Toch probeert ze een tweede oefening. En weer gebeurt hetzelfde: een paar minuten rust, dan weer afleiding. Uiteindelijk valt ze toch weer in slaap. Maar de volgende ochtend voelt ze zich nog steeds moe. Na drie nachten besluit ze te stoppen met oefenen. “Het werkt niet,” vertelt ze bij haar volgende afspraak.
De therapeut luistert en toont haar dan een foto van een zaadje dat net boven de grond uitkomt. “Wat zie je?” vraagt ze. “Een begin,” zegt Monique. En dat is precies het punt.
Elke minuut ontspanning is winst
Voorheen lag Monique alle wakkere minuten piekerend in bed. Nu waren er momenten – hoe klein ook – waarin ze ontspande, waarin haar lichaam zich liet zakken, haar adem rustiger werd. Dat is geen mislukking. Dat is vooruitgang.
Wat als je anders gaat kijken? Niet naar wat nog niet lukt, maar naar wat al wél lukt? Niet: “Ik ben nog steeds moe,” maar: “Ik heb vannacht wel al drie keer kunnen terugzakken in ontspanning.”
Want slaap laat zich niet afdwingen.
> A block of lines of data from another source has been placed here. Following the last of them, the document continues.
//! # Post-Import Reconciler
//!
//! Works out which remote workflow each manifest entry became once the
//! external import has run, by comparing snapshots taken before and after.
//!
//! Strategies run in a fixed order and the first unambiguous match wins:
//!
//! | Strategy | Candidate |
//! |----------|-----------|
//! | `assigned-id` | id written into the staged copy |
//! | `existing-id` | remote workflow the entry updated, if its id was not cleared |
//! | `original-id` | id declared by the source file, if it was not cleared |
//! | `meta-instance-id` | sole post-import workflow with the same `meta.instanceId` |
//! | `new-name-match` | sole newly appeared workflow with the same name |
//!
//! Ambiguous candidates are never resolved automatically; they leave a warning
//! on the entry.

use bridge_traits::{RemoteSnapshot, RemoteWorkflow};
use serde::{Deserialize, Serialize};
use std::collections::{HashMap, HashSet};
use tracing::{debug, info, warn};

use crate::manifest::{ManifestEntry, ResolutionStrategy};
use crate::RestoreError;

/// Warning left on entries nothing matched
pub const NOT_FOUND_WARNING: &str = "workflow not found after import";

/// Result of one strategy
#[derive(Debug, Clone, PartialEq, Eq)]
pub enum MatchOutcome {
    Matched(String),
    Ambiguous(String),
    NoMatch,
}

/// Counts from one reconciliation pass
#[derive(Debug, Clone, Copy, Default, PartialEq, Eq, Serialize, Deserialize)]
pub struct ReconcileStats {
    pub reconciled: u64,
    pub unreconciled: u64,
    pub ambiguous: u64,
}

/// Lookups over the post-import snapshot
pub struct ReconcileContext<'a> {
    post_ids: HashSet<&'a str>,
    by_meta_instance: HashMap<String, Vec<&'a RemoteWorkflow>>,
    new_by_name: HashMap<String, Vec<&'a RemoteWorkflow>>,
}

impl<'a> ReconcileContext<'a> {
    pub fn new(pre: &RemoteSnapshot, post: &'a RemoteSnapshot) -> Self {
        let pre_ids: HashSet<&str> = pre.workflows.iter().map(|w| w.id.as_str()).collect();

        let mut by_meta_instance: HashMap<String, Vec<&RemoteWorkflow>> = HashMap::new();
        let mut new_by_name: HashMap<String, Vec<&RemoteWorkflow>> = HashMap::new();
        for workflow in &post.workflows {
            if let Some(meta) = &workflow.meta_instance_id {
                by_meta_instance
                    .entry(meta.to_lowercase())
                    .or_default()
                    .push(workflow);
            }
            if !pre_ids.contains(workflow.id.as_str()) {
                new_by_name
                    .entry(workflow.name.to_lowercase())
                    .or_default()
                    .push(workflow);
            }
        }

        Self {
            post_ids: post.workflows.iter().map(|w| w.id.as_str()).collect(),
            by_meta_instance,
            new_by_name,
        }
    }

    fn present(&self, id: Option<&str>) -> MatchOutcome {
        match id {
            Some(id) if self.post_ids.contains(id) => MatchOutcome::Matched(id.to_string()),
            _ => MatchOutcome::NoMatch,
        }
    }
}

type Matcher = fn(&ManifestEntry, &ReconcileContext<'_>) -> MatchOutcome;

const STRATEGIES: &[(ResolutionStrategy, Matcher)] = &[
    (ResolutionStrategy::AssignedId, match_assigned_id),
    (ResolutionStrategy::ExistingId, match_existing_id),
    (ResolutionStrategy::OriginalId, match_original_id),
    (ResolutionStrategy::MetaInstanceId, match_meta_instance_id),
    (ResolutionStrategy::NewNameMatch, match_new_name),
];

fn match_assigned_id(entry: &ManifestEntry, ctx: &ReconcileContext<'_>) -> MatchOutcome {
    ctx.present(entry.assigned_id.as_deref())
}

fn match_existing_id(entry: &ManifestEntry, ctx: &ReconcileContext<'_>) -> MatchOutcome {
    if entry.sanitization_note.is_some() {
        return MatchOutcome::NoMatch;
    }
    ctx.present(entry.existing_id.as_deref())
}

fn match_original_id(entry: &ManifestEntry, ctx: &ReconcileContext<'_>) -> MatchOutcome {
    if entry.sanitization_note.is_some() {
        return MatchOutcome::NoMatch;
    }
    ctx.present(entry.original_id.as_deref())
}

fn match_meta_instance_id(entry: &ManifestEntry, ctx: &ReconcileContext<'_>) -> MatchOutcome {
    let Some(meta) = entry.meta_instance_id.as_deref() else {
        return MatchOutcome::NoMatch;
    };
    unique(
        &entry.name,
        ctx.by_meta_instance.get(&meta.to_lowercase()),
    )
}

fn match_new_name(entry: &ManifestEntry, ctx: &ReconcileContext<'_>) -> MatchOutcome {
    unique(&entry.name, ctx.new_by_name.get(&entry.name.to_lowercase()))
}

fn unique(name: &str, candidates: Option<&Vec<&RemoteWorkflow>>) -> MatchOutcome {
    match candidates.map(Vec::as_slice) {
        None | Some([]) => MatchOutcome::NoMatch,
        Some([only]) => MatchOutcome::Matched(only.id.clone()),
        Some(many) => MatchOutcome::Ambiguous(
            RestoreError::AmbiguousMatch {
                name: name.to_string(),
                candidates: many.iter().map(|w| w.id.clone()).collect(),
            }
            .to_string(),
        ),
    }
}

/// Fill in the reconciliation fields of every entry
///
/// Entries are updated in place; the caller persists them.
pub fn reconcile(
    entries: &mut [ManifestEntry],
    pre: &RemoteSnapshot,
    post: &RemoteSnapshot,
) -> ReconcileStats {
    let ctx = ReconcileContext::new(pre, post);
    let mut stats = ReconcileStats::default();

    for entry in entries.iter_mut() {
        let mut warnings = Vec::new();
        let mut resolved = None;

        for (strategy, matcher) in STRATEGIES {
            match matcher(entry, &ctx) {
                MatchOutcome::Matched(id) => {
                    resolved = Some((id, *strategy));
                    break;
                }
                MatchOutcome::Ambiguous(warning) => warnings.push(warning),
                MatchOutcome::NoMatch => {}
            }
        }

        if !warnings.is_empty() {
            stats.ambiguous += 1;
        }

        match resolved {
            Some((id, strategy)) => {
                debug!(path = %entry.storage_path, workflow_id = %id, %strategy, "Reconciled entry");
                entry.actual_imported_id = Some(id);
                entry.id_reconciled = Some(true);
                entry.id_resolution_strategy = Some(strategy);
                entry.id_reconciliation_warning =
                    (!warnings.is_empty()).then(|| warnings.join("; "));
                stats.reconciled += 1;
            }
            None => {
                let warning = if warnings.is_empty() {
                    NOT_FOUND_WARNING.to_string()
                } else {
                    warnings.join("; ")
                };
                warn!(path = %entry.storage_path, name = %entry.name, %warning, "Entry not reconciled");
                entry.actual_imported_id = None;
                entry.id_reconciled = Some(false);
                entry.id_resolution_strategy = None;
                entry.id_reconciliation_warning = Some(warning);
                stats.unreconciled += 1;
            }
        }
    }

    info!(
        reconciled = stats.reconciled,
        unreconciled = stats.unreconciled,
        ambiguous = stats.ambiguous,
        "Reconciliation finished"
    );
    stats
}

#[cfg(test)]
mod tests {
    use super::*;
    use crate::manifest::{IntendedAction, SanitizationNote};
    use crate::model::FolderPath;

    fn workflow(id: &str, name: &str, meta: Option<&str>) -> RemoteWorkflow {
        RemoteWorkflow {
            id: id.to_string(),
            name: name.to_string(),
            version_id: None,
            parent_folder_id: None,
            home_project_id: None,
            meta_instance_id: meta.map(str::to_string),
        }
    }

    fn entry(name: &str) -> ManifestEntry {
        ManifestEntry {
            original_id: None,
            assigned_id: None,
            existing_id: None,
            match_strategy: None,
            intended_action: IntendedAction::Create,
            sanitization_note: None,
            storage_path: format!("{}.json", name),
            target_folder: FolderPath::default(),
            name: name.to_string(),
            meta_instance_id: None,
            staged_path: None,
            actual_imported_id: None,
            id_reconciled: None,
            id_resolution_strategy: None,
            id_reconciliation_warning: None,
        }
    }

    fn snapshot(workflows: Vec<RemoteWorkflow>) -> RemoteSnapshot {
        RemoteSnapshot {
            projects: vec![],
            folders: vec![],
            workflows,
        }
    }

    #[test]
    fn test_assigned_id_wins() {
        let pre = snapshot(vec![]);
        let post = snapshot(vec![workflow("wf1", "Alpha", None), workflow("wf2", "Alpha", None)]);
        let mut entries = vec![entry("Alpha")];
        entries[0].assigned_id = Some("wf1".to_string());

        let stats = reconcile(&mut entries, &pre, &post);

        assert_eq!(stats.reconciled, 1);
        assert_eq!(entries[0].actual_imported_id.as_deref(), Some("wf1"));
        assert_eq!(
            entries[0].id_resolution_strategy,
            Some(ResolutionStrategy::AssignedId)
        );
        assert!(entries[0].id_reconciliation_warning.is_none());
    }

    #[test]
    fn test_cleared_original_id_is_not_used() {
        let pre = snapshot(vec![workflow("wf1", "Other", None)]);
        let post = snapshot(vec![workflow("wf1", "Other", None), workflow("wf9", "Alpha", None)]);
        let mut entries = vec![entry("Alpha")];
        entries[0].original_id = Some("wf1".to_string());
        entries[0].sanitization_note = Some(SanitizationNote::IdConflictDifferentWorkflow);

        reconcile(&mut entries, &pre, &post);

        assert_eq!(entries[0].actual_imported_id.as_deref(), Some("wf9"));
        assert_eq!(
            entries[0].id_resolution_strategy,
            Some(ResolutionStrategy::NewNameMatch)
        );
    }

    #[test]
    fn test_existing_id_used_when_not_cleared() {
        let pre = snapshot(vec![workflow("wf1", "Alpha", None)]);
        let post = pre.clone();
        let mut entries = vec![entry("Alpha")];
        entries[0].existing_id = Some("wf1".to_string());

        reconcile(&mut entries, &pre, &post);

        assert_eq!(
            entries[0].id_resolution_strategy,
            Some(ResolutionStrategy::ExistingId)
        );
    }

    #[test]
    fn test_meta_instance_id_is_case_insensitive() {
        let pre = snapshot(vec![]);
        let post = snapshot(vec![workflow("wf5", "Renamed", Some("ABC-123"))]);
        let mut entries = vec![entry("Alpha")];
        entries[0].meta_instance_id = Some("abc-123".to_string());

        reconcile(&mut entries, &pre, &post);

        assert_eq!(entries[0].actual_imported_id.as_deref(), Some("wf5"));
        assert_eq!(
            entries[0].id_resolution_strategy,
            Some(ResolutionStrategy::MetaInstanceId)
        );
    }

    #[test]
    fn test_ambiguous_meta_falls_through_to_name_with_warning() {
        let pre = snapshot(vec![workflow("wf1", "Other", Some("inst"))]);
        let post = snapshot(vec![
            workflow("wf1", "Other", Some("inst")),
            workflow("wf2", "Alpha", Some("inst")),
        ]);
        let mut entries = vec![entry("Alpha")];
        entries[0].meta_instance_id = Some("inst".to_string());

        let stats = reconcile(&mut entries, &pre, &post);

        assert_eq!(entries[0].actual_imported_id.as_deref(), Some("wf2"));
        assert_eq!(
            entries[0].id_resolution_strategy,
            Some(ResolutionStrategy::NewNameMatch)
        );
        assert!(entries[0]
            .id_reconciliation_warning
            .as_deref()
            .unwrap()
            .contains("Ambiguous"));
        assert_eq!(stats.ambiguous, 1);
    }

    #[test]
    fn test_ambiguous_new_names_stay_unreconciled() {
        let pre = snapshot(vec![]);
        let post = snapshot(vec![workflow("wf1", "untitled", None), workflow("wf2", "Untitled", None)]);
        let mut entries = vec![entry("Untitled")];

        let stats = reconcile(&mut entries, &pre, &post);

        assert_eq!(stats.unreconciled, 1);
        assert_eq!(entries[0].id_reconciled, Some(false));
        assert!(entries[0].actual_imported_id.is_none());
        assert!(entries[0]
            .id_reconciliation_warning
            .as_deref()
            .unwrap()
            .contains("2 candidates"));
    }

    #[test]
    fn test_missing_workflow_gets_not_found_warning() {
        let pre = snapshot(vec![]);
        let post = snapshot(vec![]);
        let mut entries = vec![entry("Alpha")];
        entries[0].assigned_id = Some("wf1".to_string());

        let stats = reconcile(&mut entries, &pre, &post);

        assert_eq!(stats.unreconciled, 1);
        assert_eq!(
            entries[0].id_reconciliation_warning.as_deref(),
            Some(NOT_FOUND_WARNING)
        );
    }
}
Het ontstaat wanneer je jezelf toestaat te ontspannen. Wanneer je jouw lichaam helpt te zakken, je gedachten vriendelijk laat passeren en jezelf niet langer afrekent op de klok.
Monique begon te begrijpen: dit is oefenen, trainen, bijsturen. Net als bij een zaadje. Je ziet niet direct een boom, maar dat wil niet zeggen dat er niets gebeurt. Het groeien is al begonnen.
Wat kun jij doen als jouw hoofd ’s nachts aan blijft staan?
Laat de klok voor wat hij is. Probeer je niet af te rekenen op het feit hoe lang je al wakker ligt. Kijk eens met mildheid naar jezelf. Sta jezelf toe om niet perfect te ontspannen. Soms heb je een paar rustige seconden – en dat is al winst.
Gebruik ademhalingsoefeningen, lichaamsgerichte ontspanning, en oefen het loslaten van de drang om grip te krijgen op elke gedachte. Je hoeft je hoofd niet uit te zetten. Alleen even niet mee te gaan in alles wat het roept.
De mix van gedachten én ontspanning is goed genoeg. Het creëert ruimte. En in die ruimte kan de slaap, op haar eigen tempo, weer terugkomen.
Elk beetje ontspanning is meer dan géén ontspanning.
Wees mild. Oefen zacht. En wees dankbaar voor elke seconde rust die je zelf creëert.
Want precies dáár begint jouw herstel.